# Gander Mountain fly rods



## Flyline (Mar 3, 2008)

really? I'm on my way to get some more!


----------



## HaMm3r (Dec 11, 2006)

Has anyone here used these before? How do they perform if so? I happen to really like their guide series spinning rods. [smiley=1-thumbsup2.gif]


----------



## tom_in_orl (Dec 9, 2006)

I messed around with an 8 wt. The blank seemed to be fairly high quality. If I had to guess I would say they are coming out of an asian factory like most moderately prices fly rods. Had a nice stiff action to them. On the other had the guides were not that great and were exceptionally sparse. More comparable to something you would find in walmart for $30. If I was going to buy one of the Gander brand fly rods I strip the guides off and use it to learn how to wrap my own rods.

BTW, I believe the Guide Series are heavily discounted because they are being discontinued  Its too bad. The spinning rods were very inexpensive and have an exceptionally good feel to them. I have three of the 7'6" med-light spinning rods and will probably never replace them unless they break.


----------



## cal1320 (Jun 6, 2007)

I figured for an end cost of $35 bucks each I'd give them a try. I went back this am and found some SA Ultra 4 WF line for line for $20.


----------



## aaronshore (Aug 24, 2007)

I went today and bought an 8 wt 4 piece. $40. I also got a SA Mastery Saltwater Taper Flyline for $20. 7wt. Only one. Muhahahaaaaaa!! Sweet.


----------



## HaMm3r (Dec 11, 2006)

I took a look around Gander today as well. They have some St. Croix Premier and Reign rods on sale for 50% off the sale price. That's like $40, and then there's the $10 off coupon on top of that. I almost walked out with one or two, even though I know they are the low-end of St. Croix line. : ;D


----------



## aaronshore (Aug 24, 2007)

Thats ok. I just bought the 8wt for a backup.

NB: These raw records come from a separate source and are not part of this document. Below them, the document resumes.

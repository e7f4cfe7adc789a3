use std::net::IpAddr;
use std::path::PathBuf;

use anyhow::Context;
use clap::{Args, Parser, Subcommand};

#[derive(Parser)]
#[command(
    name = "imgroll",
    about = "Serve a random image from a directory over HTTP",
    version,
)]
pub struct Cli {
    #[command(subcommand)]
    pub command: Command,

    #[arg(short, long, global = true)]
    pub verbose: bool,
}

#[derive(Clone, Debug, clap::ValueEnum)]
pub enum OutputFormat {
    Text,
    Json,
}

#[derive(Subcommand)]
pub enum Command {
    /// Start the HTTP server
    Serve(ServeArgs),
    /// Scan a directory once and print its catalog
    List(ListArgs),
}

pub const IMAGE_DIR_ENV: &str = "IMAGE_DIR";
pub const PORT_ENV: &str = "PORT";
pub const DEFAULT_IMAGE_DIR: &str = "./images";

#[derive(Args)]
pub struct ServeArgs {
    /// Directory to serve images from [env: IMAGE_DIR] [default: ./images]
    #[arg(long)]
    pub image_dir: Option<PathBuf>,
    /// Port to listen on [env: PORT] [default: 8080]
    #[arg(short, long)]
    pub port: Option<u16>,
    /// Address to bind [default: 0.0.0.0]
    #[arg(long)]
    pub host: Option<IpAddr>,
    /// TOML file with server settings
    #[arg(short, long)]
    pub config: Option<PathBuf>,
}

#[derive(Args)]
pub struct ListArgs {
    /// Directory to scan [env: IMAGE_DIR] [default: ./images]
    pub dir: Option<PathBuf>,
    #[arg(long, default_value = "text")]
    pub format: OutputFormat,
}

/// Reads a variable from the process environment.
pub fn process_env(key: &str) -> Option<String> {
    std::env::var(key).ok()
}

/// `key` from `lookup`, with an empty value treated as unset.
fn non_empty(lookup: &impl Fn(&str) -> Option<String>, key: &str) -> Option<String> {
    lookup(key).filter(|value| !value.is_empty())
}

impl ServeArgs {
    /// The `--image-dir` flag, else a non-empty `IMAGE_DIR`.
    pub fn image_dir_or_env(&self, lookup: impl Fn(&str) -> Option<String>) -> Option<PathBuf> {
        self.image_dir
            .clone()
            .or_else(|| non_empty(&lookup, IMAGE_DIR_ENV).map(PathBuf::from))
    }

    /// The `--port` flag, else a non-empty `PORT`.
    pub fn port_or_env(
        &self,
        lookup: impl Fn(&str) -> Option<String>,
    ) -> anyhow::Result<Option<u16>> {
        if let Some(port) = self.port {
            return Ok(Some(port));
        }
        non_empty(&lookup, PORT_ENV)
            .map(|value| {
                value
                    .parse::<u16>()
                    .with_context(|| format!("invalid {PORT_ENV} value {value:?}"))
            })
            .transpose()
    }
}

impl ListArgs {
    /// The positional directory, else a non-empty `IMAGE_DIR`, else `./images`.
    pub fn dir_or_env(&self, lookup: impl Fn(&str) -> Option<String>) -> PathBuf {
        self.dir
            .clone()
            .or_else(|| non_empty(&lookup, IMAGE_DIR_ENV).map(PathBuf::from))
            .unwrap_or_else(|| PathBuf::from(DEFAULT_IMAGE_DIR))
    }
}
//! HTTP server for imgroll.
//!
//! Serves a randomly chosen image from the catalog, a JSON listing of the
//! catalog, and the image files themselves. All catalog access goes through
//! [`ImageRepository`](imgroll_catalog::ImageRepository), so the routes can
//! be tested against any implementation.

pub mod config;
pub mod error;
pub mod handler;
pub mod router;
pub mod server;

pub use config::ServerConfig;
pub use error::{ServerError, ServerResult};
pub use handler::{AppState, ImageList};
pub use router::build_router;
pub use server::ImageServer;
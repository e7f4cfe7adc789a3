//! The fixed set of image extensions the catalog recognises.

use std::fmt;

/// A supported image file extension.
#[derive(Clone, Copy, Debug, PartialEq, Eq, Hash)]
pub enum ImageExt {
    Jpg,
    Jpeg,
    Png,
    Gif,
    Webp,
    Bmp,
    Tif,
    Tiff,
}

impl ImageExt {
    /// Every supported extension.
    pub const ALL: [ImageExt; 8] = [
        Self::Jpg,
        Self::Jpeg,
        Self::Png,
        Self::Gif,
        Self::Webp,
        Self::Bmp,
        Self::Tif,
        Self::Tiff,
    ];

    /// The canonical lowercase form, including the leading dot.
    pub fn as_str(self) -> &'static str {
        match self {
            Self::Jpg => ".jpg",
            Self::Jpeg => ".jpeg",
            Self::Png => ".png",
            Self::Gif => ".gif",
            Self::Webp => ".webp",
            Self::Bmp => ".bmp",
            Self::Tif => ".tif",
            Self::Tiff => ".tiff",
        }
    }

    /// Look up an extension such as `".JPG"`, ignoring ASCII case.
    pub fn from_extension(ext: &str) -> Option<Self> {
        Self::ALL
            .into_iter()
            .find(|known| known.as_str().eq_ignore_ascii_case(ext))
    }
}

impl fmt::Display for ImageExt {
    fn fmt(&self, f: &mut fmt::Formatter<'_>) -> fmt::Result {
        f.write_str(self.as_str())
    }
}

/// Returns `true` if `ext` (with its leading dot) names a supported image type.
pub fn is_supported(ext: &str) -> bool {
    ImageExt::from_extension(ext).is_some()
}

/// The suffix of `file_name` starting at its last `.`, if any.
///
/// Only the final path element is considered, so `"a.d/b"` has no
/// extension while `".png"` is its own extension.
pub fn extension_of(file_name: &str) -> Option<&str> {
    let name = file_name.rsplit(['/', '\\']).next().unwrap_or(file_name);
    name.rfind('.').map(|idx| &name[idx..])
}
use axum::http::StatusCode;
use axum::response::{IntoResponse, Response};
use imgroll_catalog::CatalogError;
use thiserror::Error;

#[derive(Debug, Error)]
pub enum ServerError {
    #[error(transparent)]
    Catalog(#[from] CatalogError),

    #[error("image {0} not found, try again")]
    ImageMissing(String),

    #[error("configuration error: {0}")]
    Config(String),

    #[error("I/O error: {0}")]
    Io(#[from] std::io::Error),

    #[error("internal error: {0}")]
    Internal(String),
}

impl ServerError {
    /// The HTTP status this error is reported with.
    pub fn status_code(&self) -> StatusCode {
        match self {
            Self::Catalog(err) if err.is_not_found_class() => StatusCode::NOT_FOUND,
            Self::ImageMissing(_) => StatusCode::NOT_FOUND,
            _ => StatusCode::INTERNAL_SERVER_ERROR,
        }
    }
}

impl IntoResponse for ServerError {
    fn into_response(self) -> Response {
        let status = self.status_code();
        if status.is_server_error() {
            tracing::error!(error = %self, "request failed");
        }
        (status, self.to_string()).into_response()
    }
}

pub type ServerResult<T> = Result<T, ServerError>;

#[cfg(test)]
mod tests {
    use super::*;

    #[test]
    fn status_codes() {
        assert_eq!(
            ServerError::Catalog(CatalogError::NoImages).status_code(),
            StatusCode::NOT_FOUND
        );
        assert_eq!(
            ServerError::ImageMissing("a.jpg".into()).status_code(),
            StatusCode::NOT_FOUND
        );
        assert_eq!(
            ServerError::Catalog(CatalogError::Cancelled).status_code(),
            StatusCode::INTERNAL_SERVER_ERROR
        );
        assert_eq!(
            ServerError::Internal("boom".into()).status_code(),
            StatusCode::INTERNAL_SERVER_ERROR
        );
    }

    #[test]
    fn catalog_errors_keep_their_message() {
        let err = ServerError::from(CatalogError::NoImages);
        assert_eq!(err.to_string(), "no images found");
    }
}
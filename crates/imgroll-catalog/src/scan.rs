//! Walking the image root and collecting catalog entries.

use std::fmt;
use std::path::{Path, PathBuf};
use std::time::Instant;

use serde::{Deserialize, Serialize};
use walkdir::WalkDir;

use crate::cancel::CancelToken;
use crate::error::{CatalogError, CatalogResult};
use crate::ext::{extension_of, is_supported};

/// A path to a supported image, relative to the catalog root.
///
/// Components are always separated by `/`, whatever the host platform, so
/// an entry can be used verbatim in a URL or JSON listing.
#[derive(Clone, Debug, PartialEq, Eq, PartialOrd, Ord, Hash, Serialize, Deserialize)]
#[serde(transparent)]
pub struct CatalogEntry(String);

impl CatalogEntry {
    pub fn new(path: impl Into<String>) -> Self {
        Self(path.into())
    }

    pub fn as_str(&self) -> &str {
        &self.0
    }

    /// The entry as a relative filesystem path, ready for `root.join(..)`.
    pub fn to_path(&self) -> PathBuf {
        self.0.split('/').collect()
    }

    /// Builds an entry from `path` below `root`. Returns `None` when `path`
    /// is not under `root` or is not valid UTF-8.
    fn from_walk(root: &Path, path: &Path) -> Option<Self> {
        let rel = path.strip_prefix(root).ok()?;
        let parts = rel
            .components()
            .map(|c| c.as_os_str().to_str())
            .collect::<Option<Vec<_>>>()?;
        if parts.is_empty() {
            return None;
        }
        Some(Self(parts.join("/")))
    }
}

impl fmt::Display for CatalogEntry {
    fn fmt(&self, f: &mut fmt::Formatter<'_>) -> fmt::Result {
        f.write_str(&self.0)
    }
}

impl AsRef<str> for CatalogEntry {
    fn as_ref(&self) -> &str {
        &self.0
    }
}

/// Produces the list of catalog entries below a root directory.
///
/// Implementations must be all-or-nothing: either every matching entry is
/// returned, or an error is, never a partial list.
pub trait Scanner: Send + Sync {
    /// Scan `root`, stopping early with [`CatalogError::Cancelled`] if
    /// `cancel` fires.
    fn scan(&self, root: &Path, cancel: &CancelToken) -> CatalogResult<Vec<CatalogEntry>>;
}

impl<S: Scanner + ?Sized> Scanner for std::sync::Arc<S> {
    fn scan(&self, root: &Path, cancel: &CancelToken) -> CatalogResult<Vec<CatalogEntry>> {
        (**self).scan(root, cancel)
    }
}

/// Recursive filesystem scanner backed by `walkdir`.
///
/// Symlinks are not followed and never count as regular files. Siblings are
/// visited in file-name order, so two scans of an unchanged tree yield the
/// same sequence.
#[derive(Clone, Copy, Debug, Default)]
pub struct FsScanner;

impl Scanner for FsScanner {
    fn scan(&self, root: &Path, cancel: &CancelToken) -> CatalogResult<Vec<CatalogEntry>> {
        let started = Instant::now();
        let mut entries = Vec::new();

        let walker = WalkDir::new(root).follow_links(false).sort_by_file_name();
        for item in walker {
            if cancel.is_cancelled() {
                return Err(CatalogError::Cancelled);
            }
            let item = item.map_err(|source| CatalogError::Scan {
                root: root.to_path_buf(),
                source,
            })?;
            if !item.file_type().is_file() {
                continue;
            }

            let Some(name) = item.file_name().to_str() else {
                tracing::debug!(path = %item.path().display(), "skipping non-UTF-8 file name");
                continue;
            };
            if !extension_of(name).is_some_and(is_supported) {
                continue;
            }

            match CatalogEntry::from_walk(root, item.path()) {
                Some(entry) => entries.push(entry),
                None => {
                    tracing::debug!(path = %item.path().display(), "skipping unrepresentable path");
                }
            }
        }

        tracing::debug!(
            root = %root.display(),
            count = entries.len(),
            elapsed_ms = started.elapsed().as_millis() as u64,
            "catalog scan finished"
        );
        Ok(entries)
    }
}
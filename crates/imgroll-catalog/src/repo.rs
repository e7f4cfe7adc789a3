//! The TTL-cached image repository.
//!
//! [`CatalogRepository`] keeps one immutable [`Snapshot`] behind a
//! `RwLock`. Readers check freshness under the shared lock and leave
//! immediately when the snapshot is fresh. A stale snapshot sends callers to
//! the exclusive lock, where staleness is checked again: the first holder
//! rescans and installs a new snapshot, and every holder after it finds the
//! snapshot fresh and skips the scan.

use std::path::PathBuf;
use std::sync::{Arc, RwLock, RwLockReadGuard, RwLockWriteGuard};
use std::time::{Duration, Instant};

use rand::rngs::{OsRng, StdRng};
use rand::{Rng, SeedableRng};

use crate::cancel::CancelToken;
use crate::error::{CatalogError, CatalogResult};
use crate::scan::{CatalogEntry, FsScanner, Scanner};

/// How long a snapshot is served before the next read triggers a rescan.
pub const DEFAULT_RESCAN_INTERVAL: Duration = Duration::from_secs(12 * 60 * 60);

/// Read access to a catalog of images.
///
/// The HTTP layer depends on this trait rather than on a concrete cache, so
/// handlers can be exercised against test doubles.
pub trait ImageRepository: Send + Sync {
    /// Every entry of the current catalog, in snapshot order.
    fn get_all(&self, cancel: &CancelToken) -> CatalogResult<Vec<CatalogEntry>>;

    /// One entry of the current catalog, chosen uniformly at random.
    ///
    /// Fails with [`CatalogError::NoImages`] when the catalog is empty.
    fn get_random(&self, cancel: &CancelToken) -> CatalogResult<CatalogEntry>;
}

/// An immutable, timestamped materialization of the catalog.
///
/// Cloning is cheap: the entries are shared.
#[derive(Clone, Debug)]
pub struct Snapshot {
    entries: Arc<[CatalogEntry]>,
    taken_at: Option<Instant>,
}

impl Snapshot {
    /// The never-scanned snapshot: no entries and no timestamp.
    pub fn empty() -> Self {
        Self {
            entries: Arc::from(Vec::new()),
            taken_at: None,
        }
    }

    fn taken_now(entries: Vec<CatalogEntry>) -> Self {
        Self {
            entries: Arc::from(entries),
            taken_at: Some(Instant::now()),
        }
    }

    pub fn entries(&self) -> &[CatalogEntry] {
        &self.entries
    }

    pub fn len(&self) -> usize {
        self.entries.len()
    }

    pub fn is_empty(&self) -> bool {
        self.entries.is_empty()
    }

    /// When the scan that produced this snapshot finished, or `None` if the
    /// catalog has never been scanned.
    pub fn taken_at(&self) -> Option<Instant> {
        self.taken_at
    }

    /// Time elapsed since the snapshot was taken.
    pub fn age(&self) -> Option<Duration> {
        self.taken_at.map(|t| t.elapsed())
    }

    /// A snapshot is stale if it was never taken or is older than `ttl`.
    pub fn is_stale(&self, ttl: Duration) -> bool {
        match self.taken_at {
            None => true,
            Some(taken_at) => taken_at.elapsed() > ttl,
        }
    }

    /// Pick one entry uniformly at random.
    fn pick(&self) -> CatalogResult<CatalogEntry> {
        if self.entries.is_empty() {
            return Err(CatalogError::NoImages);
        }
        let mut rng = StdRng::from_rng(OsRng)?;
        let idx = rng.gen_range(0..self.entries.len());
        Ok(self.entries[idx].clone())
    }
}

impl Default for Snapshot {
    fn default() -> Self {
        Self::empty()
    }
}

/// Image catalog for one root directory, rescanned lazily once its snapshot
/// is older than the TTL.
///
/// Construct one per root and share it (typically behind an `Arc`); there is
/// no process-wide instance.
#[derive(Debug)]
pub struct CatalogRepository<S = FsScanner> {
    root: PathBuf,
    ttl: Duration,
    scanner: S,
    snapshot: RwLock<Snapshot>,
}

impl CatalogRepository<FsScanner> {
    /// Create a repository over `root` that walks the filesystem.
    pub fn new(root: impl Into<PathBuf>, ttl: Duration) -> Self {
        Self::with_scanner(root, ttl, FsScanner)
    }
}

impl<S: Scanner> CatalogRepository<S> {
    /// Create a repository that produces snapshots with `scanner`.
    pub fn with_scanner(root: impl Into<PathBuf>, ttl: Duration, scanner: S) -> Self {
        Self {
            root: root.into(),
            ttl,
            scanner,
            snapshot: RwLock::new(Snapshot::empty()),
        }
    }

    pub fn ttl(&self) -> Duration {
        self.ttl
    }

    /// The currently published snapshot, without refreshing it.
    pub fn snapshot(&self) -> CatalogResult<Snapshot> {
        Ok(self.read_lock()?.clone())
    }

    /// Return a fresh snapshot, rescanning first if the current one is stale.
    fn fresh_snapshot(&self, cancel: &CancelToken) -> CatalogResult<Snapshot> {
        {
            let current = self.read_lock()?;
            if !current.is_stale(self.ttl) {
                return Ok(current.clone());
            }
        }

        let mut current = self.write_lock()?;
        // Another writer may have rescanned while we waited for the lock.
        if current.is_stale(self.ttl) {
            match self.scanner.scan(&self.root, cancel) {
                Ok(entries) => {
                    *current = Snapshot::taken_now(entries);
                    tracing::info!(
                        root = %self.root.display(),
                        count = current.len(),
                        "published catalog snapshot"
                    );
                }
                Err(err) => {
                    tracing::warn!(
                        root = %self.root.display(),
                        error = %err,
                        previous_age_secs = current.age().map(|age| age.as_secs()),
                        "rescan failed, keeping previous snapshot"
                    );
                    return Err(err);
                }
            }
        }
        Ok(current.clone())
    }

    fn read_lock(&self) -> CatalogResult<RwLockReadGuard<'_, Snapshot>> {
        self.snapshot
            .read()
            .map_err(|e| CatalogError::LockPoisoned(e.to_string()))
    }

    fn write_lock(&self) -> CatalogResult<RwLockWriteGuard<'_, Snapshot>> {
        self.snapshot
            .write()
            .map_err(|e| CatalogError::LockPoisoned(e.to_string()))
    }
}

impl<S: Scanner> ImageRepository for CatalogRepository<S> {
    fn get_all(&self, cancel: &CancelToken) -> CatalogResult<Vec<CatalogEntry>> {
        Ok(self.fresh_snapshot(cancel)?.entries().to_vec())
    }

    fn get_random(&self, cancel: &CancelToken) -> CatalogResult<CatalogEntry> {
        self.fresh_snapshot(cancel)?.pick()
    }
}
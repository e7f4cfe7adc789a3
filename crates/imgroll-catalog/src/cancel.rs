use std::sync::atomic::{AtomicBool, Ordering};
use std::sync::Arc;

/// Token for cooperative cancellation of a catalog scan.
///
/// Clones share the same flag. The scanner checks it between directory
/// entries, so a cancelled scan stops at the next entry and publishes
/// nothing.
#[derive(Debug, Clone, Default)]
pub struct CancelToken {
    cancelled: Arc<AtomicBool>,
}

impl CancelToken {
    /// Create a token that is not cancelled.
    pub fn new() -> Self {
        Self::default()
    }

    /// Check if cancellation has been requested.
    pub fn is_cancelled(&self) -> bool {
        self.cancelled.load(Ordering::SeqCst)
    }

    /// Request cancellation. Every clone observes it.
    pub fn cancel(&self) {
        self.cancelled.store(true, Ordering::SeqCst);
    }
}
use innboard::{
    AppState,
    config::{AppConfig, Env},
    create_router,
    repository::{PostgresRepository, RepositoryState},
};
use sqlx::postgres::PgPoolOptions;
use std::sync::Arc;
use tokio::net::TcpListener;
use tracing_subscriber::{layer::SubscriberExt, util::SubscriberInitExt};

/// main
///
/// The asynchronous entry point for the application, responsible for
/// initializing all core components: Configuration, Logging, Database, and
/// the HTTP server.
#[tokio::main]
async fn main() {
    // 1. Configuration & Environment Loading (Fail-Fast)
    dotenv::dotenv().ok();
    let config = AppConfig::load();

    // 2. Logging Filter Setup
    // Prioritizes RUST_LOG, falling back to sensible local defaults.
    let env_filter = tracing_subscriber::EnvFilter::try_from_default_env()
        .unwrap_or_else(|_| "innboard=debug,tower_http=info,axum=trace".into());

    // 3. Initialize Logging based on Environment
    match config.env {
        Env::Local => {
            // LOCAL: pretty output for human readability.
            tracing_subscriber::registry()
                .with(env_filter)
                .with(tracing_subscriber::fmt::layer().pretty())
                .init();
        }
        Env::Production => {
            // PROD: JSON output for ingestion by centralized log aggregators.
            tracing_subscriber::registry()
                .with(env_filter)
                .with(tracing_subscriber::fmt::layer().json())
                .init();
        }
    }

    tracing::info!("Application starting in {:?} mode", config.env);

    // 4. Database Initialization (Postgres)
    // A bounded pool; connections are acquired per statement and released
    // when the statement completes.
    let pool = PgPoolOptions::new()
        .max_connections(5)
        .connect(&config.db_url)
        .await
        .expect("FATAL: Failed to connect to Postgres. Check DATABASE_URL.");

    // Instantiate the Repository, wrapped in an Arc for thread-safe sharing.
    let repo = Arc::new(PostgresRepository::new(pool)) as RepositoryState;

    // 5. Unified State Assembly
    let app_state = AppState { repo, config };

    // 6. Router and Server Startup
    let app = create_router(app_state);

    let listener = TcpListener::bind("0.0.0.0:3000").await.unwrap();

    tracing::info!("HTTP server bound successfully.");
    tracing::info!("Listening on 0.0.0.0:3000");
    tracing::info!("API Documentation (Swagger UI) available at: http://localhost:3000/swagger-ui");

    axum::serve(listener, app).await.unwrap();
}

I am really surprised how well it casts. Came with a sock and hard nylon tube as well.


----------



## HaMm3r (Dec 11, 2006)

Ok, ok...you guys convinced me. I went back and bought the St. Croix Premier 4-piece 5wt rod and a Cortland 5wt WFF line for a grand total of $48 after taxes. If they'd had a clearance reel, I'd have bought that too.

I had planned to spend around $250 for a 5wt setup, but I'll mess with this one for awhile and see how it does. ;D


----------



## aaronshore (Aug 24, 2007)

You go to the St. Auggie Gander?


----------



## HaMm3r (Dec 11, 2006)

Ok, I completed my cheap 5wt setup with an inexpensive Okuma Sierra reel that I talked Gander into selling me for 10% off. Then with the $10 coupon, it cost me about $25 bucks. ;D

Also, I did see they have some Scierra IC3 reels on clearance for 50% off. Anyone every used one of these? I looked at it, but it was really heavy for a 5wt reel, and the plastic spool didn't seem like it would hold up well at all. Was only $20 though.


----------